But, then, there is such a thing as professing to be ready in title while at the same time we are not ready in our moral condition or practical state. This demands our gravest attention. There is a vast amount of easy-going evangelical profession abroad at the present moment. The atmosphere is permeated by the rays of gospel light. The darkness of the Middle Ages has been chased away by the brightness of a free gospel and an open Bible.

We are thankful for a free gospel and an open Bible. But we cannot shut our eyes to the fact that there is a fearful amount of laxity, unsubduedness and self-indulgence going hand in hand with the evangelical profession of the day. We notice with the deepest anxiety many young professors who have, or seem to have, a very clear insight, so far as the intellect goes, into the truth of the sinner's title, who, if we are to judge from their style, deportment, and habits, are not "ready" in their moral condition--in the real state of their hearts. We are at times, we must confess, sadly cast down when we see our young friends decking their persons in the vain fashions of a vain and sinful world; feeding upon the vile literature that issues in such frightful profusion from the press; and actually singing vain songs and engaging in light and frivolous conversation. It is impossible to reconcile such with "Be ye also ready."

We may perhaps be told that these things are externals, and that the grand point is to be occupied with Christ. It may be said,--it has been said,--"Provided we have Christ in our hearts, it does not matter what we have on our heads or in our hands." We reply, "If we really have Christ in our hearts, it will regulate what we put on our heads and take into our hands; yea, it will exert a _manifest_ influence upon our whole deportment and character."

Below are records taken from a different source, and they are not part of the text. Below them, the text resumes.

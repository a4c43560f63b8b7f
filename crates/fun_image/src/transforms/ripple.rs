//! Concentric ripple distortion.
use std::sync::Arc;

use glam::DVec2;

use crate::image::Image;

/// Maximum displacement of a sample point along each axis.
pub const RIPPLE_AMPLITUDE: f64 = 20.0;

/// Pushes `p` outward or inward by a displacement that oscillates with its distance
/// from the origin, one period every 360 units.
///
/// Each axis moves away from zero when the displacement is positive; the direction is
/// picked from the sign of the original coordinate, with zero treated as negative.
#[inline]
pub fn displace(p: DVec2) -> DVec2 {
    let scale = p.length().to_radians().cos() * RIPPLE_AMPLITUDE;
    let shift = |v: f64| if v <= 0.0 { v - scale } else { v + scale };
    DVec2::new(shift(p.x), shift(p.y))
}

impl Image {
    /// Distorts the image with concentric waves around the origin.
    pub fn ripple(self) -> Image {
        Image::Ripple {
            input: Arc::new(self),
        }
    }
}
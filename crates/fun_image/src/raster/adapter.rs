//! Raster adapter: turns a [`PixelGrid`] back into an [`Image`].
//!
//! Sample coordinates are truncated toward zero, then either wrapped with a floored
//! modulo ([`WrapMode::Tile`]) or checked against the grid bounds ([`WrapMode::Bounded`],
//! BLACK outside). Row lookup flips the vertical axis, `row = height - y - 1`, so the grid's
//! top row is the largest y, matching [`crate::raster::rasterize`].
use std::sync::Arc;

use glam::DVec2;
#[cfg(feature = "serde")]
use serde::{Deserialize, Serialize};
use tracing::debug;

use crate::error::{Error, Result};
use crate::image::{Image, Intensity, BLACK};
use crate::raster::PixelGrid;

/// How samples outside the grid are handled.
#[cfg_attr(feature = "serde", derive(Serialize, Deserialize))]
#[derive(Clone, Copy, Debug, PartialEq, Eq, Default)]
pub enum WrapMode {
    /// BLACK outside `[0, width) x [0, height)`.
    #[default]
    Bounded,
    /// Repeat the grid over the whole plane.
    Tile,
}

impl From<bool> for WrapMode {
    fn from(tile: bool) -> Self {
        if tile {
            WrapMode::Tile
        } else {
            WrapMode::Bounded
        }
    }
}

/// A grid plus its wrap policy, as stored in [`Image::Raster`].
#[derive(Clone, Debug)]
pub struct RasterParams {
    grid: Arc<PixelGrid>,
    wrap: WrapMode,
}

impl RasterParams {
    /// Fails with [`Error::InvalidRaster`] when tiling an empty grid.
    pub fn new(grid: Arc<PixelGrid>, wrap: WrapMode) -> Result<Self> {
        if wrap == WrapMode::Tile && (grid.width() == 0 || grid.height() == 0) {
            return Err(Error::InvalidRaster(format!(
                "cannot tile a {}x{} grid",
                grid.width(),
                grid.height()
            )));
        }
        Ok(Self { grid, wrap })
    }

    pub fn grid(&self) -> &PixelGrid {
        &self.grid
    }

    pub fn wrap(&self) -> WrapMode {
        self.wrap
    }

    /// Value of the pixel covering `p`.
    #[inline]
    pub fn sample(&self, p: DVec2) -> Intensity {
        let width = self.grid.width() as i64;
        let height = self.grid.height() as i64;

        let mut x = p.x.trunc() as i64;
        let mut y = p.y.trunc() as i64;
        match self.wrap {
            WrapMode::Tile => {
                x = x.rem_euclid(width);
                y = y.rem_euclid(height);
            }
            WrapMode::Bounded => {
                if !(0..width).contains(&x) || !(0..height).contains(&y) {
                    return BLACK;
                }
            }
        }

        let row = (height - y) - 1;
        self.grid.get(x as usize, row as usize).unwrap_or(BLACK)
    }
}

impl Image {
    /// Adapts `grid` into an image with the given wrap policy.
    pub fn from_grid(grid: impl Into<Arc<PixelGrid>>, wrap: WrapMode) -> Result<Self> {
        let params = RasterParams::new(grid.into(), wrap)?;
        debug!(
            "Adapted {}x{} raster ({:?}).",
            params.grid.width(),
            params.grid.height(),
            params.wrap
        );
        Ok(Image::Raster { params })
    }
}

/// Adapts `grid` into an image, tiled or bounded, and reports its `(width, height)`.
pub fn from_raster(
    grid: impl Into<Arc<PixelGrid>>,
    tile: bool,
) -> Result<(Image, usize, usize)> {
    let grid = grid.into();
    let (width, height) = grid.size();
    let image = Image::from_grid(grid, WrapMode::from(tile))?;
    Ok((image, width, height))
}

We should like to ask some of our young friends this question: "Would you like the Lord Christ to come and find you reading a love-story, or singing a song?" We feel assured you would not. Well, then, let us, in the name of the Lord, see to it that we do not engage in anything which does not comport with our being "_ready_."

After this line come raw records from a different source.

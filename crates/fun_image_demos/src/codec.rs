//! PNG input and output for pixel grids, plus logging setup shared by the demos.
use std::path::Path;

use anyhow::Context;
use fun_image::prelude::*;
use image::GrayImage;
use tracing::info;
use tracing_subscriber::EnvFilter;

/// Installs a formatting subscriber honouring `RUST_LOG`, defaulting to `info`.
pub fn init_tracing() {
    let filter = EnvFilter::try_from_default_env().unwrap_or_else(|_| EnvFilter::new("info"));
    let _ = tracing_subscriber::fmt().with_env_filter(filter).try_init();
}

/// Decodes an image file into a grid of 8-bit luma intensities, top row first.
pub fn read_grid(path: impl AsRef<Path>) -> anyhow::Result<PixelGrid> {
    let path = path.as_ref();
    let luma = image::open(path)
        .with_context(|| format!("failed to read {}", path.display()))?
        .into_luma8();
    let (width, height) = luma.dimensions();
    let data = luma.into_raw().into_iter().map(Intensity::from).collect();
    let grid = PixelGrid::from_raw(width as usize, height as usize, data)?;
    info!("Read {}x{} grid from {}.", width, height, path.display());
    Ok(grid)
}

/// Encodes `grid` as an 8-bit grayscale PNG.
///
/// Intensities outside `[0, 255]` are clamped here, at the file boundary.
pub fn write_grid(grid: &PixelGrid, path: impl AsRef<Path>) -> anyhow::Result<()> {
    let path = path.as_ref();
    let width = u32::try_from(grid.width()).context("grid too wide for PNG")?;
    let height = u32::try_from(grid.height()).context("grid too tall for PNG")?;
    let data = grid
        .as_slice()
        .iter()
        .map(|v| (*v).clamp(BLACK, WHITE) as u8)
        .collect();
    let luma = GrayImage::from_raw(width, height, data)
        .context("grid dimensions do not match its data")?;
    luma.save(path)
        .with_context(|| format!("failed to write {}", path.display()))?;
    info!("Wrote {}x{} grid to {}.", width, height, path.display());
    Ok(())
}
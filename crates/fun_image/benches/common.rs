use std::time::Duration;

use criterion::{Criterion, Throughput};

pub const SAMPLE_SIZE: usize = 20;
pub const WARM_UP: Duration = Duration::from_secs(1);
pub const MEASUREMENT_TIME: Duration = Duration::from_secs(2);

pub fn default_criterion() -> Criterion {
    Criterion::default()
        .configure_from_args()
        .sample_size(SAMPLE_SIZE)
        .warm_up_time(WARM_UP)
        .measurement_time(MEASUREMENT_TIME)
}

pub fn pixels_throughput(width: usize, height: usize) -> Throughput {
    Throughput::Elements((width * height).max(1) as u64)
}
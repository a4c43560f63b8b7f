//! Escape-time Mandelbrot field.
//!
//! The point `(x, y)` is read as `c = x + iy`. Starting from `z = 0`, the recurrence
//! `z ← z² + c` runs for at most [`MAX_ITERATIONS`] steps; the index of the first iterate
//! with `|z| ≥ ESCAPE_RADIUS` becomes the intensity. Points that never escape are
//! [`BLACK`], so the interior of the set is dark and the intensity range is `0..=254`.
use glam::DVec2;

use crate::image::{Intensity, BLACK};

/// Iteration cap; also the termination bound for every evaluation.
pub const MAX_ITERATIONS: u32 = 255;

/// Magnitude at which an orbit counts as escaped.
pub const ESCAPE_RADIUS: f64 = 2.0;

/// Escape iteration of `c`, or [`BLACK`] if the orbit stays bounded.
pub fn escape_time(c: DVec2) -> Intensity {
    let mut z = DVec2::ZERO;
    for iteration in 0..MAX_ITERATIONS {
        if z.x.hypot(z.y) >= ESCAPE_RADIUS {
            return iteration as Intensity;
        }
        z = DVec2::new(z.x * z.x - z.y * z.y, 2.0 * z.x * z.y) + c;
    }
    BLACK
}

#[cfg(test)]
mod tests {
    use super::*;
    use crate::image::Image;

    #[test]
    fn origin_never_escapes() {
        assert_eq!(Image::mandelbrot().evaluate(0.0, 0.0), 0);
    }

    #[test]
    fn far_point_escapes_after_one_step() {
        // z1 = 2 + 2i, |z1| ~ 2.83
        assert_eq!(Image::mandelbrot().evaluate(2.0, 2.0), 1);
    }

    #[test]
    fn escape_radius_is_inclusive() {
        // z1 = 2, exactly on the radius
        assert_eq!(escape_time(DVec2::new(2.0, 0.0)), 1);
    }

    #[test]
    fn bounded_orbits_are_black() {
        // -1 cycles between 0 and -1; i cycles with period two after a step.
        assert_eq!(escape_time(DVec2::new(-1.0, 0.0)), BLACK);
        assert_eq!(escape_time(DVec2::new(0.0, 1.0)), BLACK);
    }

    #[test]
    fn slow_escape_takes_several_iterations() {
        // 0.3 lies just outside the cusp, its orbit creeps out.
        let n = escape_time(DVec2::new(0.3, 0.0));
        assert!(n > 5 && n < MAX_ITERATIONS as Intensity, "got {n}");
    }

    #[test]
    fn never_reports_the_cap() {
        for i in -20..=20 {
            for j in -20..=20 {
                let v = escape_time(DVec2::new(i as f64 * 0.1, j as f64 * 0.1));
                assert!((0..MAX_ITERATIONS as Intensity).contains(&v));
            }
        }
    }
}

We specially urge this upon the young Christian reader. Let this question be ever before us, "Am I ready?--ready in title, ready in state, ready in conscience, ready in heart?" The times are really very solemn, and it behooves us to think seriously of our true state. We feel persuaded that there is a lack of real, godly heart-exercise amongst us. There are, we fear, many--God only knows how many--who are not ready; many who would be taken aback and terribly surprised by death or the coming of the Lord. There are things said and done by those who occupy the very highest platform of profession which we dare not indulge in if we are really _looking_ for the Lord.

God grant that the reader may know what it is to be ready in title and ready in state; that he may have a purged conscience and a truly exercised heart. Then he will be able to enter into the meaning of the fourth and last passage, to which we call his attention. It occurs in Matt. xxv. 10.

4. "And while they (the foolish virgins) went to buy, the bridegroom came; and they that were _ready_ went in with him to the marriage; and the door was shut."

How solemn! How awfully solemn! Those who were _ready_ went in, and those who were not ready were shut out. Those who have life in Christ, who are indwelt by the Holy Ghost, will be ready. But the mere professor--the one who has truth in the head and on the lip, but not in the heart; who has the lamp of profession, but not the Spirit of life in Christ--will be shut out into outer darkness--in the everlasting misery and gloom of hell.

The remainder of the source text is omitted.